As empresas devem rever seus procedimentos para garantir que a concessão de benefícios indiretos seja realizada de acordo com a legislação.

terça-feira, 20 de janeiro de 2015

Atualizado em 19 de janeiro de 2015 13:38

É comum as empresas concederem aos seus empregados e executivos uma série de benefícios indiretos, também chamados de "fringe benefits", tais como veículos, auxílio-combustível, vale-refeição, aparelhos celulares, planos de saúde, planos de previdência social, reembolso de despesas médicas, bolsas de estudo, cursos de idiomas etc.

Os benefícios indiretos certamente tornam o emprego mais atraente e tem funcionado bem como diferencial para atrair e reter talentos.

Contudo, é preciso que as empresas adotem alguns cuidados na concessão de tais benefícios, a fim de mitigar eventuais problemas com relação a natureza jurídica destes benefícios e que poderão resultar em questionamento das autoridades e também mitigar riscos de reclamações por parte dos próprios empregados.

Em primeiro lugar, é recomendável formalizar a concessão dos incentivos por intermédio da elaboração e aprovação de claras e objetivas políticas internas contendo todos os detalhes da concessão (beneficiários, condições de uso/fruição, eventual prazo, restrições aplicáveis, obrigações por parte do empregado e da própria empresa etc.), bem como termos de ciência/termos de compromisso a serem assinados por cada empregado.
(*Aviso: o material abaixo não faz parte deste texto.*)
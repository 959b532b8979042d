use axum::{
    Json, Router,
    extract::{Path, State},
    http::StatusCode,
    routing::get,
};

use crate::{
    app::AppState,
    db::DbPool,
    data::models::{ApiError, ConfidenceLevel, ConfidenceLevelForm},
    data::repositories::ConfidenceLevelRepository,
    utils::{CurrentUser, ValidatedJson},
};

pub async fn list_confidence_levels(
    State(pool): State<DbPool>,
    CurrentUser(user_id): CurrentUser,
) -> Result<Json<Vec<ConfidenceLevel>>, ApiError> {
    let mut conn = pool.get()?;
    Ok(Json(ConfidenceLevelRepository::list_for_user(&mut conn, user_id)?))
}

pub async fn get_confidence_level(
    State(pool): State<DbPool>,
    CurrentUser(user_id): CurrentUser,
    Path(level_id): Path<i32>,
) -> Result<Json<ConfidenceLevel>, ApiError> {
    let mut conn = pool.get()?;
    ConfidenceLevelRepository::find_for_user(&mut conn, level_id, user_id)?
        .map(Json)
        .ok_or(ApiError::NotFound("Confidence level"))
}

pub async fn create_confidence_level(
    State(pool): State<DbPool>,
    CurrentUser(user_id): CurrentUser,
    ValidatedJson(form): ValidatedJson<ConfidenceLevelForm>,
) -> Result<(StatusCode, Json<ConfidenceLevel>), ApiError> {
    let mut conn = pool.get()?;
    let level = ConfidenceLevelRepository::create(&mut conn, user_id, &form)?;

    log::info!(
        "Confidence level {} ({} days) created for user {}",
        level.id,
        level.interval_days,
        user_id
    );
    Ok((StatusCode::CREATED, Json(level)))
}

pub async fn update_confidence_level(
    State(pool): State<DbPool>,
    CurrentUser(user_id): CurrentUser,
    Path(level_id): Path<i32>,
    ValidatedJson(form): ValidatedJson<ConfidenceLevelForm>,
) -> Result<Json<ConfidenceLevel>, ApiError> {
    let mut conn = pool.get()?;
    ConfidenceLevelRepository::update(&mut conn, level_id, user_id, &form)?
        .map(Json)
        .ok_or(ApiError::NotFound("Confidence level"))
}

pub async fn delete_confidence_level(
    State(pool): State<DbPool>,
    CurrentUser(user_id): CurrentUser,
    Path(level_id): Path<i32>,
) -> Result<StatusCode, ApiError> {
    let mut conn = pool.get()?;

    if ConfidenceLevelRepository::find_for_user(&mut conn, level_id, user_id)?.is_none() {
        return Err(ApiError::NotFound("Confidence level"));
    }
    if ConfidenceLevelRepository::is_in_use(&mut conn, level_id)? {
        return Err(ApiError::Conflict(
            "Confidence level is still assigned to cards".to_string(),
        ));
    }

    ConfidenceLevelRepository::delete(&mut conn, level_id, user_id)?;
    Ok(StatusCode::NO_CONTENT)
}

pub fn confidence_levels_router(state: AppState) -> Router {
    Router::new()
        .route(
            "/confidence-levels",
            get(list_confidence_levels).post(create_confidence_level),
        )
        .route(
            "/confidence-levels/{level_id}",
            get(get_confidence_level)
                .put(update_confidence_level)
                .delete(delete_confidence_level),
        )
        .with_state(state)
}
use chrono::Utc;
use diesel::prelude::*;

use super::ConfidenceLevelRepository;
use crate::data::models::{NewUser, User};
use crate::schema::users;

pub struct UserRepository;

impl UserRepository {
    pub fn find_by_username(
        conn: &mut SqliteConnection,
        username: &str,
    ) -> Result<Option<User>, diesel::result::Error> {
        users::table
            .filter(users::username.eq(username))
            .select(User::as_select())
            .first(conn)
            .optional()
    }

    pub fn find_by_id(
        conn: &mut SqliteConnection,
        user_id: i32,
    ) -> Result<Option<User>, diesel::result::Error> {
        users::table
            .find(user_id)
            .select(User::as_select())
            .first(conn)
            .optional()
    }

    pub fn username_exists(
        conn: &mut SqliteConnection,
        username: &str,
    ) -> Result<bool, diesel::result::Error> {
        use diesel::dsl::exists;
        use diesel::select;

        select(exists(users::table.filter(users::username.eq(username)))).get_result(conn)
    }

    /// Inserts the user and its starter confidence levels atomically.
    pub fn create_user(
        conn: &mut SqliteConnection,
        username: &str,
        email: Option<&str>,
        password_hash: &str,
    ) -> Result<User, diesel::result::Error> {
        conn.transaction::<_, diesel::result::Error, _>(|conn| {
            let user = diesel::insert_into(users::table)
                .values(&NewUser {
                    username,
                    email,
                    password_hash,
                    created_at: Utc::now().naive_utc(),
                })
                .returning(User::as_returning())
                .get_result(conn)?;

            ConfidenceLevelRepository::seed_starter_levels(conn, user.id)?;
            Ok(user)
        })
    }

    /// Cards, confidence levels and review schedules go with the user.
    pub fn delete(conn: &mut SqliteConnection, user_id: i32) -> Result<usize, diesel::result::Error> {
        diesel::delete(users::table.find(user_id)).execute(conn)
    }
}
Ainda nessa linha, é importante que as empresas tenham o devido controle sobre os benefícios indiretos, por meio de manutenção de contratos, termos, recibos, faturas, comprovantes de pagamento, notas fiscais etc., a fim de fiscalizar o correto uso/fruição por parte dos empregados.

Em segundo lugar, é imprescindível que as empresas analisem de forma específica a natureza e a forma de concessão para identificar se o benefício indireto deve ou não ser caracterizado como rendimento do trabalho assalariado. Destacamos que tal análise deve feita individualmente, levando em conta cada tipo de benefício indireto e a população de trabalhadores beneficiada, tanto no âmbito trabalhista, como no previdenciário e ainda no fiscal, já que cada legislação traz disposições específicas.

No âmbito previdenciário, de acordo com a lei 8.212/91 (Lei Orgânica da Previdência Social) e com o decreto 3.048/99 (Regulamento da Previdência Social), a contribuição previdenciária devida pelas empresas incide sobre o total da remuneração paga ou creditada a qualquer título ao segurado empregado e demais trabalhadores sem vínculo empregatício.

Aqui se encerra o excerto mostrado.